American sculptor (1929–2014)

Carol Kreeger Davidson (17 May 1929 – 16 June 2014) was an American sculptor known for her Postminimalist style and technique of bending, folding, and bolting material rather than welding.

==Life==

Carol Kreeger was born in Chicago, Illinois and attended the University of Chicago before transferring her credits to Northwestern University where she graduated with a B.A. in literature. She moved to Hartford, Connecticut after marrying Donald Davidson. In 1959 she broke her back in a horse back riding accident. While in the hospital for nearly a year, friends brought her art books as entertainment.
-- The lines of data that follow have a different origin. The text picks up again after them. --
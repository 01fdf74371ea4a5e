// ABOUTME: Feed composition records and their deterministic nutritional class
// ABOUTME: Also defines the energy basis selector and user-pinned per-feed amounts
//
// SPDX-License-Identifier: MIT OR Apache-2.0
// Copyright (c) 2025 Async-IO.org

use crate::errors::{AppError, AppResult};
use serde::{Deserialize, Serialize};
use std::fmt;
use std::str::FromStr;

/// Nutritional class of a feed
#[derive(Debug, Clone, Copy, PartialEq, Eq, Hash, PartialOrd, Ord, Serialize, Deserialize)]
#[serde(rename_all = "lowercase")]
pub enum FeedClass {
    /// Bulk and structural fiber (straw, stover, silage, hay)
    Roughage,
    /// Energy concentrates (grains)
    Energy,
    /// Protein concentrates (meals, cakes, brans)
    Protein,
}

impl FeedClass {
    /// All classes in allocation order
    pub const ALL: [Self; 3] = [Self::Roughage, Self::Energy, Self::Protein];

    /// Machine key
    #[must_use]
    pub const fn as_str(&self) -> &'static str {
        match self {
            Self::Roughage => "roughage",
            Self::Energy => "energy",
            Self::Protein => "protein",
        }
    }

    /// Human-readable name
    #[must_use]
    pub const fn label(&self) -> &'static str {
        match self {
            Self::Roughage => "Roughage",
            Self::Energy => "Energy",
            Self::Protein => "Protein",
        }
    }
}

impl fmt::Display for FeedClass {
    fn fmt(&self, f: &mut fmt::Formatter<'_>) -> fmt::Result {
        f.write_str(self.as_str())
    }
}

impl FromStr for FeedClass {
    type Err = AppError;

    fn from_str(s: &str) -> Result<Self, Self::Err> {
        match s.trim().to_lowercase().as_str() {
            "roughage" => Ok(Self::Roughage),
            "energy" => Ok(Self::Energy),
            "protein" => Ok(Self::Protein),
            other => Err(AppError::invalid_input(format!(
                "Unknown feed class '{other}' (expected roughage, energy or protein)"
            ))),
        }
    }
}

/// Energy scale a requirement is expressed in
#[derive(Debug, Clone, Copy, PartialEq, Eq, Hash, Serialize, Deserialize)]
pub enum EnergyBasis {
    /// Metabolizable energy
    #[serde(rename = "ME")]
    Me,
    /// Net energy for lactation
    #[serde(rename = "NeL")]
    Nel,
}

impl EnergyBasis {
    /// Display abbreviation
    #[must_use]
    pub const fn as_str(&self) -> &'static str {
        match self {
            Self::Me => "ME",
            Self::Nel => "NeL",
        }
    }
}

impl fmt::Display for EnergyBasis {
    fn fmt(&self, f: &mut fmt::Formatter<'_>) -> fmt::Result {
        f.write_str(self.as_str())
    }
}

/// Immutable feed composition record, all values per kg as fed
#[derive(Debug, Clone, PartialEq, Serialize, Deserialize)]
pub struct Feed {
    /// Unique feed name
    pub name: String,
    /// Metabolizable energy (MJ/kg)
    pub energy_me: f64,
    /// Net energy for lactation (MJ/kg)
    pub energy_nel: f64,
    /// Crude protein mass fraction (kg/kg, 0..=1)
    pub protein: f64,
    /// Dry matter mass fraction (kg/kg, 0 < dm <= 1)
    pub dry_matter: f64,
    /// Fixed nutritional class
    pub class: FeedClass,
}

impl Feed {
    /// Create a feed record
    pub fn new(
        name: impl Into<String>,
        energy_me: f64,
        energy_nel: f64,
        protein: f64,
        dry_matter: f64,
        class: FeedClass,
    ) -> Self {
        Self {
            name: name.into(),
            energy_me,
            energy_nel,
            protein,
            dry_matter,
            class,
        }
    }

    /// Energy per kg in the requested basis
    #[must_use]
    pub const fn energy(&self, basis: EnergyBasis) -> f64 {
        match basis {
            EnergyBasis::Me => self.energy_me,
            EnergyBasis::Nel => self.energy_nel,
        }
    }
}

/// A user-pinned as-fed amount for one feed
#[derive(Debug, Clone, PartialEq, Serialize, Deserialize)]
pub struct UserFeedAmount {
    /// Name of the pinned feed
    pub feed_name: String,
    /// As-fed amount (kg/day)
    pub amount_kg: f64,
}

impl UserFeedAmount {
    /// Create an override
    pub fn new(feed_name: impl Into<String>, amount_kg: f64) -> Self {
        Self {
            feed_name: feed_name.into(),
            amount_kg,
        }
    }

    /// Parse an override written as `name=kg`
    ///
    /// The split happens at the last `=`, so names with commas or apostrophes
    /// parse unchanged.
    ///
    /// # Errors
    ///
    /// Returns an error if the separator is missing, the name is empty, or the
    /// amount is not a finite non-negative number.
    pub fn parse(text: &str) -> AppResult<Self> {
        let (name, amount) = text.rsplit_once('=').ok_or_else(|| {
            AppError::invalid_input(format!("Override '{text}' must be written as name=kg"))
        })?;
        let name = name.trim();
        if name.is_empty() {
            return Err(AppError::invalid_input(format!(
                "Override '{text}' has an empty feed name"
            )));
        }
        let amount_kg: f64 = amount.trim().parse().map_err(|_| {
            AppError::invalid_input(format!("Override amount '{amount}' is not a number"))
        })?;
        if !amount_kg.is_finite() || amount_kg < 0.0 {
            return Err(AppError::out_of_range(format!(
                "Override amount for '{name}' must be a non-negative number of kg"
            )));
        }
        Ok(Self::new(name, amount_kg))
    }
}

#[cfg(test)]
#[allow(clippy::unwrap_used)]
mod tests {
    use super::*;

    #[test]
    fn test_parse_override_splits_at_last_equals() {
        let amount = UserFeedAmount::parse("Corn silage, wet, with grain = 12.5").unwrap();
        assert_eq!(amount.feed_name, "Corn silage, wet, with grain");
        assert!((amount.amount_kg - 12.5).abs() < f64::EPSILON);
    }

    #[test]
    fn test_parse_override_rejects_bad_input() {
        assert!(UserFeedAmount::parse("Alfalfa hay").is_err());
        assert!(UserFeedAmount::parse("=3").is_err());
        assert!(UserFeedAmount::parse("Alfalfa hay=abc").is_err());
        assert!(UserFeedAmount::parse("Alfalfa hay=-1").is_err());
    }

    #[test]
    fn test_feed_class_from_str() {
        assert_eq!("Energy".parse::<FeedClass>().unwrap(), FeedClass::Energy);
        assert!("mineral".parse::<FeedClass>().is_err());
    }
}
// ABOUTME: Criterion benchmarks for the ration calculation pipeline
// ABOUTME: Measures norm lookup, full computations and output formatting
//
// SPDX-License-Identifier: MIT OR Apache-2.0
// Copyright (c) 2025 Async-IO.org

//! Criterion benchmarks for the ration calculation pipeline.

#![allow(clippy::missing_docs_in_private_items, missing_docs)]

use criterion::{black_box, criterion_group, criterion_main, BenchmarkId, Criterion, Throughput};
use feed_ration::engine::resolve_norm;
use feed_ration::formatters::{format_output, OutputFormat};
use feed_ration::{compute_ration, CategoryKey, RationConfig, RationRequest, ReferenceData};

/// Requests covering every category with one feed per class
fn sample_requests() -> Vec<RationRequest> {
    vec![
        RationRequest::new(CategoryKey::LactatingCow, 550.0)
            .with_milk(25.0)
            .with_feeds(["Alfalfa hay", "Corn silage, wet, with grain", "Corn grain", "Soybean meal"]),
        RationRequest::new(CategoryKey::DryCow, 600.0).with_feeds(["Wheat straw", "Barley grain"]),
        RationRequest::new(CategoryKey::MatureBull, 800.0)
            .with_feeds(["Corn stover", "Barley grain", "Cottonseed meal"]),
        RationRequest::new(CategoryKey::Calf, 120.0)
            .with_feeds(["Alfalfa hay", "Corn grain", "Soybean meal"])
            .with_override("Soybean meal", 0.5),
    ]
}

fn bench_norm_lookup(c: &mut Criterion) {
    let mut group = c.benchmark_group("norm_lookup");
    let reference = ReferenceData::builtin();
    let config = RationConfig::default();

    for category in CategoryKey::ALL {
        let policy = reference.policy(category);
        group.bench_with_input(
            BenchmarkId::from_parameter(category),
            &category,
            |b, _| {
                b.iter(|| resolve_norm(policy, black_box(437.0), black_box(18.0), &config));
            },
        );
    }

    group.finish();
}

fn bench_compute_ration(c: &mut Criterion) {
    let mut group = c.benchmark_group("compute_ration");
    let requests = sample_requests();

    for request in &requests {
        group.bench_with_input(
            BenchmarkId::from_parameter(request.category),
            request,
            |b, request| {
                b.iter(|| compute_ration(black_box(request)));
            },
        );
    }

    group.throughput(Throughput::Elements(requests.len() as u64));
    group.bench_function("batch_all_categories", |b| {
        b.iter(|| {
            for request in &requests {
                black_box(compute_ration(request));
            }
        });
    });

    group.finish();
}

fn bench_formatting(c: &mut Criterion) {
    let mut group = c.benchmark_group("formatting");
    let result = compute_ration(&sample_requests()[0]);

    group.bench_function("json", |b| {
        b.iter(|| format_output(black_box(&result), OutputFormat::Json));
    });
    group.bench_function("text", |b| {
        b.iter(|| format_output(black_box(&result), OutputFormat::Text));
    });

    group.finish();
}

criterion_group!(
    benches,
    bench_norm_lookup,
    bench_compute_ration,
    bench_formatting
);
criterion_main!(benches);
// ABOUTME: Read-only reference dataset: feed composition, category policies and norm tables
// ABOUTME: The shipped dataset is validated once; custom datasets fail loudly on load
//
// SPDX-License-Identifier: MIT OR Apache-2.0
// Copyright (c) 2025 Async-IO.org

//! Reference Data Store
//!
//! Every category-specific constant lives in one [`CategoryPolicy`] row: the
//! class ratio profile, the minimum roughage share, the dry-matter intake
//! fraction, the requirement table and how it is looked up. Stages look the
//! policy up once instead of branching on the category themselves.

mod categories;
mod feeds;
mod norms;
/// Invariant checks over a dataset
pub mod validation;

pub use validation::{ValidationReport, Violation};

use ration_core::errors::{AppError, AppResult};
use ration_core::models::{
    BullNormRow, CategoryKey, ClassRatios, EnergyBasis, Feed, FeedClass, NormPoint,
};
use serde::{Deserialize, Serialize};
use std::sync::OnceLock;
use tracing::{debug, warn};

static BUILTIN: OnceLock<ReferenceData> = OnceLock::new();

/// How a category's requirement is looked up
#[derive(Debug, Clone, PartialEq, Serialize, Deserialize)]
#[serde(tag = "lookup", content = "rows", rename_all = "snake_case")]
pub enum NormSource {
    /// Piecewise-linear interpolation over NeL rows, clamped at the ends
    Interpolated(Vec<NormPoint>),
    /// Closest tabulated weight over ME rows, ties toward the lower weight
    NearestMatch(Vec<BullNormRow>),
}

impl NormSource {
    /// Energy basis the table is expressed in
    #[must_use]
    pub const fn basis(&self) -> EnergyBasis {
        match self {
            Self::Interpolated(_) => EnergyBasis::Nel,
            Self::NearestMatch(_) => EnergyBasis::Me,
        }
    }

    /// Number of rows in the table
    #[must_use]
    pub fn len(&self) -> usize {
        match self {
            Self::Interpolated(rows) => rows.len(),
            Self::NearestMatch(rows) => rows.len(),
        }
    }

    /// Whether the table has no rows
    #[must_use]
    pub fn is_empty(&self) -> bool {
        self.len() == 0
    }
}

/// All category-specific constants and behaviors
#[derive(Debug, Clone, PartialEq, Serialize, Deserialize)]
pub struct CategoryPolicy {
    /// Category this policy applies to
    pub category: CategoryKey,
    /// Display label
    pub label: String,
    /// Target class split (%)
    pub ratios: ClassRatios,
    /// Advisory note shown with the requirement
    pub note: String,
    /// Roughage share below which acidosis risk is flagged (%)
    pub min_roughage_pct: f64,
    /// Maximum dry-matter intake as a fraction of live weight
    pub dm_intake_fraction: f64,
    /// Requirement table and its lookup rule
    pub norms: NormSource,
    /// Whether milk yield adds net energy to the requirement
    pub milk_energy: bool,
    /// Category-specific husbandry guidance
    #[serde(default, skip_serializing_if = "Option::is_none")]
    pub husbandry_note: Option<String>,
}

impl CategoryPolicy {
    /// Energy basis of the category's requirement
    #[must_use]
    pub const fn basis(&self) -> EnergyBasis {
        self.norms.basis()
    }
}

/// Feed table plus one policy per category
#[derive(Debug, Clone, PartialEq, Serialize, Deserialize)]
pub struct ReferenceData {
    /// Feed composition table
    pub feeds: Vec<Feed>,
    /// Category policies
    pub policies: Vec<CategoryPolicy>,
}

impl ReferenceData {
    /// The shipped dataset
    ///
    /// Validated on first use; violations are logged individually. The shipped
    /// tables are covered by tests, so a violation here means the tables were
    /// edited incorrectly.
    pub fn builtin() -> &'static Self {
        BUILTIN.get_or_init(|| {
            let data = Self {
                feeds: feeds::builtin_feeds(),
                policies: categories::builtin_policies(),
            };
            let report = data.validate();
            if report.is_valid() {
                debug!(
                    feeds = data.feeds.len(),
                    categories = data.policies.len(),
                    "Reference data validated"
                );
            } else {
                for violation in &report.violations {
                    warn!(%violation, "Built-in reference data violation");
                }
            }
            data
        })
    }

    /// Run every invariant check and collect the violations
    #[must_use]
    pub fn validate(&self) -> ValidationReport {
        validation::validate(self)
    }

    /// Consume the dataset, returning it only if every invariant holds
    ///
    /// # Errors
    ///
    /// Returns `REFERENCE_DATA_INVALID` with every violation in the details
    pub fn validated(self) -> AppResult<Self> {
        let report = self.validate();
        if report.is_valid() {
            return Ok(self);
        }
        let messages: Vec<String> = report.violations.iter().map(ToString::to_string).collect();
        Err(AppError::reference_data(format!(
            "{} reference data violation(s)",
            messages.len()
        ))
        .with_details(serde_json::json!({ "violations": messages })))
    }

    /// Parse a JSON dataset and validate it
    ///
    /// # Errors
    ///
    /// Returns an error if the JSON is malformed or the dataset violates an invariant
    pub fn from_json(json: &str) -> AppResult<Self> {
        let data: Self = serde_json::from_str(json)?;
        data.validated()
    }

    /// Policy for a category, if the dataset defines one
    #[must_use]
    pub fn policy(&self, category: CategoryKey) -> Option<&CategoryPolicy> {
        self.policies.iter().find(|p| p.category == category)
    }

    /// Policy for a category, treating absence as a configuration error
    ///
    /// # Errors
    ///
    /// Returns `RESOURCE_NOT_FOUND` if the dataset has no policy for the category
    pub fn require_policy(&self, category: CategoryKey) -> AppResult<&CategoryPolicy> {
        self.policy(category)
            .ok_or_else(|| AppError::not_found(format!("Policy for category '{category}'")))
    }

    /// Feed by exact name
    #[must_use]
    pub fn feed_by_name(&self, name: &str) -> Option<&Feed> {
        self.feeds.iter().find(|f| f.name == name)
    }

    /// Feeds of one class, in table order
    pub fn feeds_by_class(&self, class: FeedClass) -> impl Iterator<Item = &Feed> {
        self.feeds.iter().filter(move |f| f.class == class)
    }

    /// Selected feeds in table order; unknown and repeated names are ignored
    #[must_use]
    pub fn select_feeds(&self, names: &[String]) -> Vec<Feed> {
        self.feeds
            .iter()
            .filter(|f| names.iter().any(|n| n == &f.name))
            .cloned()
            .collect()
    }
}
The books inspired her to study art and she began to study sculpture privately with Wolfgang Behl before completing her B.F.A. cum laude, with honors in sculpture, from University of Hartford Art School in 1967. In 1974 she completed her M.F.A. from Rhode Island School of Design.

==Art and career==

Kreeger Davidson's primarily worked with paper and bronze in her sculpture. She is also known for her painted sculptures made between 1985 and 1988. Kreeger Davidson was represented by Lilia Kuzmicz at Media and Company, Betty Parsons Gallery and Humphrey Fine Art and Design. Her one-person shows include Hudson River Museum, Mary and Leigh Block Museum of Art, Reading Public Museum, National Museum of Women in the Arts, and the New Britain Museum of American Art. She has been a lecturer at Rhode Island School of Design, School of the Art Institute of Chicago, and Northwestern University. In 1984 she was named the first Distinguished Alumna of the University of Hartford Art School and received a ten-year retrospective exhibition at the university's Joseloff Gallery.

She is the recipient of grants from the National Endowment for the Arts, the Asia Foundation, and the Commissions for the Arts of both Connecticut and New York. She is currently retired and lives with her husband in Bloomfield, Connecticut.